If we turn to Mistaken Identity, we can see how skilfully M.Twain used speech peculiarities as a means of characterization. The markers of informal conversational style ("Years ago I arrived one day ...". "ask­ed ... if I could have some poor little corner somewhere", "a couple of armchairs" etc.), the markers of dialectal speech ("dey" for "there", "dat" for "that", "sah" for "sir" etc., which are typical of "Black English"), the numerous markers of the emotional state of the charac­ters and their attitudes to one another contribute to creating verisimi­litude. The reader gets the impression of hearing the characters and witnessing the scenes. Besides, the reader gets all the necessary informa­tion about the characters-, their feelings, mood, relations with one ano­ther, their social and intellectual standing, and even their origin.

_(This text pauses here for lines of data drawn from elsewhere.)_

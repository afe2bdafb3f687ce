//! Chat turns, requests and the response envelope.
//!
//! Requests arrive from a browser widget, so parsing is lenient: anything
//! that is not a usable turn is dropped instead of failing the request.

use serde::{Deserialize, Serialize};
use serde_json::Value;

use crate::error::{Error, Result};

#[derive(Debug, Clone, Copy, PartialEq, Eq, Serialize, Deserialize)]
#[serde(rename_all = "lowercase")]
pub enum Role {
    System,
    User,
    Assistant,
}

impl Role {
    pub fn as_str(&self) -> &'static str {
        match self {
            Role::System => "system",
            Role::User => "user",
            Role::Assistant => "assistant",
        }
    }
}

/// One turn of a conversation.
#[derive(Debug, Clone, PartialEq, Eq, Serialize, Deserialize)]
pub struct ChatTurn {
    pub role: Role,
    pub content: String,
}

impl ChatTurn {
    pub fn user(content: impl Into<String>) -> Self {
        Self {
            role: Role::User,
            content: content.into(),
        }
    }

    pub fn assistant(content: impl Into<String>) -> Self {
        Self {
            role: Role::Assistant,
            content: content.into(),
        }
    }

    /// Accept only `{role: "user"|"assistant", content: string}` objects.
    pub fn from_value(value: &Value) -> Option<Self> {
        let role = match value.get("role")?.as_str()? {
            "user" => Role::User,
            "assistant" => Role::Assistant,
            _ => return None,
        };
        let content = value.get("content")?.as_str()?;
        Some(Self {
            role,
            content: content.to_string(),
        })
    }
}

/// A visitor's question plus the recent conversation.
#[derive(Debug, Clone, Default, PartialEq, Eq, Serialize, Deserialize)]
pub struct ChatRequest {
    pub message: String,
    #[serde(default)]
    pub history: Vec<ChatTurn>,
}

impl ChatRequest {
    pub fn new(message: impl Into<String>) -> Self {
        Self {
            message: message.into(),
            history: Vec::new(),
        }
    }

    pub fn with_history(mut self, history: Vec<ChatTurn>) -> Self {
        self.history = history;
        self
    }

    /// Parse a raw request body.
    ///
    /// An empty body is an empty request. A body that is not JSON is
    /// [`Error::InvalidBody`]. A non-string `message` counts as missing.
    pub fn from_json_bytes(bytes: &[u8]) -> Result<Self> {
        if bytes.iter().all(u8::is_ascii_whitespace) {
            return Ok(Self::default());
        }
        let value: Value = serde_json::from_slice(bytes).map_err(|_| Error::InvalidBody)?;
        Ok(Self::from_value(&value))
    }

    pub fn from_value(value: &Value) -> Self {
        let message = value
            .get("message")
            .and_then(Value::as_str)
            .unwrap_or_default()
            .to_string();
        let history = value
            .get("history")
            .and_then(Value::as_array)
            .map(|turns| turns.iter().filter_map(ChatTurn::from_value).collect())
            .unwrap_or_default();
        Self { message, history }
    }
}

/// Uniform JSON envelope returned for every chat request.
#[derive(Debug, Clone, PartialEq, Serialize, Deserialize)]
pub struct ChatResponse {
    pub ok: bool,
    #[serde(default, skip_serializing_if = "Option::is_none")]
    pub answer: Option<String>,
    #[serde(default, skip_serializing_if = "Option::is_none")]
    pub error: Option<String>,
    #[serde(default, skip_serializing_if = "Option::is_none")]
    pub debug: Option<Value>,
}

impl ChatResponse {
    pub fn answer(answer: impl Into<String>) -> Self {
        Self {
            ok: true,
            answer: Some(answer.into()),
            error: None,
            debug: None,
        }
    }

    pub fn failure(error: impl Into<String>) -> Self {
        Self {
            ok: false,
            answer: None,
            error: Some(error.into()),
            debug: None,
        }
    }

    pub fn with_debug(mut self, debug: Value) -> Self {
        self.debug = Some(debug);
        self
    }
}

In one of his pamphlets M.Twain wrote that conversation in fiction should "sound like human talk, and be talk such as human beings would be likely to talk in the given circumstances, and have a discoverable meaning, also a discoverable purpose, and show a relevancy, and remain in the neighbourhood of the subject in hand, and be interesting to the reader, and help out the tale, and stop when the people cannot think of anything more to say." (M. T w a i n). The story Mistaken Identity may well serve as an illustration of all the requirements that the writer sets. His characters are well-conceived not only due to their speech charac­teristics, but also due to the exactness in the choice and presentation of their actions. They are defined in full accordance with his principle: characters should be "so clearly defined that the reader can tell before­hand what each will do in a given emergency."

3. Psychological portrayal and analysis of motive.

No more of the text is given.